• _What is expected_:
Each entry below must appear in the answer exactly as written.

[Records from a collection]
= = = = = = =

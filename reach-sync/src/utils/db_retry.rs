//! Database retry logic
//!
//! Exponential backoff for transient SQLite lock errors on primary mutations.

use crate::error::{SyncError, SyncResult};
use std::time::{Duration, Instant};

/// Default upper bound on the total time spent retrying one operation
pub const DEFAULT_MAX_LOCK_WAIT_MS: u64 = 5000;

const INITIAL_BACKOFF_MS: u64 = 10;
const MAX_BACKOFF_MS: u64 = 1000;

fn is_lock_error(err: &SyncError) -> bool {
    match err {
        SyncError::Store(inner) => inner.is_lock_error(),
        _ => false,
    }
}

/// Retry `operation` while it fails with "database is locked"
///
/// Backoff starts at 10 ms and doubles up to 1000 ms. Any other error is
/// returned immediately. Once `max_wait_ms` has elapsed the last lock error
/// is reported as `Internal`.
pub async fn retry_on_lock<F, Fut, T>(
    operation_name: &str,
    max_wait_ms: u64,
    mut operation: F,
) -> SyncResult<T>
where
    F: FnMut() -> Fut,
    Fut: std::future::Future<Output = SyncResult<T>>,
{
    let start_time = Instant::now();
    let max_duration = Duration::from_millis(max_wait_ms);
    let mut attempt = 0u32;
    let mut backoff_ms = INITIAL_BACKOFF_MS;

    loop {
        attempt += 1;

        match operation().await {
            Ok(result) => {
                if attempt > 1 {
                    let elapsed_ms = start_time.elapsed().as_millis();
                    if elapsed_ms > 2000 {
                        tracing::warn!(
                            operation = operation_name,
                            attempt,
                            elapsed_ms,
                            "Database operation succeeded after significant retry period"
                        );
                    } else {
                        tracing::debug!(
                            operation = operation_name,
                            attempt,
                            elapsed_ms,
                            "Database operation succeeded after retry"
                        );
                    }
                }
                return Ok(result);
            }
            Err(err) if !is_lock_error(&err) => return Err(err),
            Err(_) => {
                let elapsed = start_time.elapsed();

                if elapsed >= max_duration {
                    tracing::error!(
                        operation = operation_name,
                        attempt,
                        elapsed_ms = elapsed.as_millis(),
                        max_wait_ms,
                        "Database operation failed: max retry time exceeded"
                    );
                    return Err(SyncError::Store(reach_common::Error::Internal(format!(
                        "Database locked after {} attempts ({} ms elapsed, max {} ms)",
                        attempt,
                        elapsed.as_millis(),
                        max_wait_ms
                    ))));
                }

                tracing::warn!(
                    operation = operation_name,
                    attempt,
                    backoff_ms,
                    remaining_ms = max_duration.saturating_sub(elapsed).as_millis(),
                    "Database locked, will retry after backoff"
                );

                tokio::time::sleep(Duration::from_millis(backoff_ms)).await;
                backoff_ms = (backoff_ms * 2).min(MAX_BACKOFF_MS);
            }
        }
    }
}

= = = = = = =

• _Written answer_:
filename reach-sync/src/utils/db_retry.rs
//! Database retry logic
//!
//! Exponential backoff for transient SQLite lock errors on primary mutations.

use crate::error::{SyncError, SyncResult};
use std::time::{Duration, Instant};

/// Default upper bound on the total time spent retrying one operation
pub const DEFAULT_MAX_LOCK_WAIT_MS: u64 = 5000;

const INITIAL_BACKOFF_MS: u64 = 10;
const MAX_BACKOFF_MS: u64 = 1000;

fn is_lock_error(err: &SyncError) -> bool {
    match err {
        SyncError::Store(inner) => inner.is_lock_error(),
        _ => false,
    }
}

/// Retry `operation` while it fails with "database is locked"
///
/// Backoff starts at 10 ms and doubles up to 1000 ms. Any other error is
/// returned immediately. Once `max_wait_ms` has elapsed the last lock error
/// is reported as `Internal`.
pub async fn retry_on_lock<F, Fut, T>(
    operation_name: &str,
    max_wait_ms: u64,
    mut operation: F,
) -> SyncResult<T>
where
    F: FnMut() -> Fut,
    Fut: std::future::Future<Output = SyncResult<T>>,
{
    let start_time = Instant::now();
    let max_duration = Duration::from_millis(max_wait_ms);
    let mut attempt = 0u32;
    let mut backoff_ms = INITIAL_BACKOFF_MS;

    loop {
        attempt += 1;

        match operation().await {
            Ok(result) => {
                if attempt > 1 {
                    let elapsed_ms = start_time.elapsed().as_millis();
                    if elapsed_ms > 2000 {
                        tracing::warn!(
                            operation = operation_name,
                            attempt,
                            elapsed_ms,
                            "Database operation succeeded after significant retry period"
                        );
                    } else {
                        tracing::debug!(
                            operation = operation_name,
                            attempt,
                            elapsed_ms,
                            "Database operation succeeded after retry"
                        );
                    }
                }
                return Ok(result);
            }
            Err(err) if !is_lock_error(&err) => return Err(err),
            Err(_) => {
                let elapsed = start_time.elapsed();

                if elapsed >= max_duration {
                    tracing::error!(
                        operation = operation_name,
                        attempt,
                        elapsed_ms = elapsed.as_millis(),
                        max_wait_ms,
                        "Database operation failed: max retry time exceeded"
                    );
                    return Err(SyncError::Store(reach_common::Error::Internal(format!(
                        "Database locked after {} attempts ({} ms elapsed, max {} ms)",
                        attempt,
                        elapsed.as_millis(),
                        max_wait_ms
                    ))));
                }

                tracing::warn!(
                    operation = operation_name,
                    attempt,
                    backoff_ms,
                    remaining_ms = max_duration.saturating_sub(elapsed).as_millis(),
                    "Database locked, will retry after backoff"
                );

                tokio::time::sleep(Duration::from_millis(backoff_ms)).await;
                backoff_ms = (backoff_ms * 2).min(MAX_BACKOFF_MS);
            }
        }
    }
}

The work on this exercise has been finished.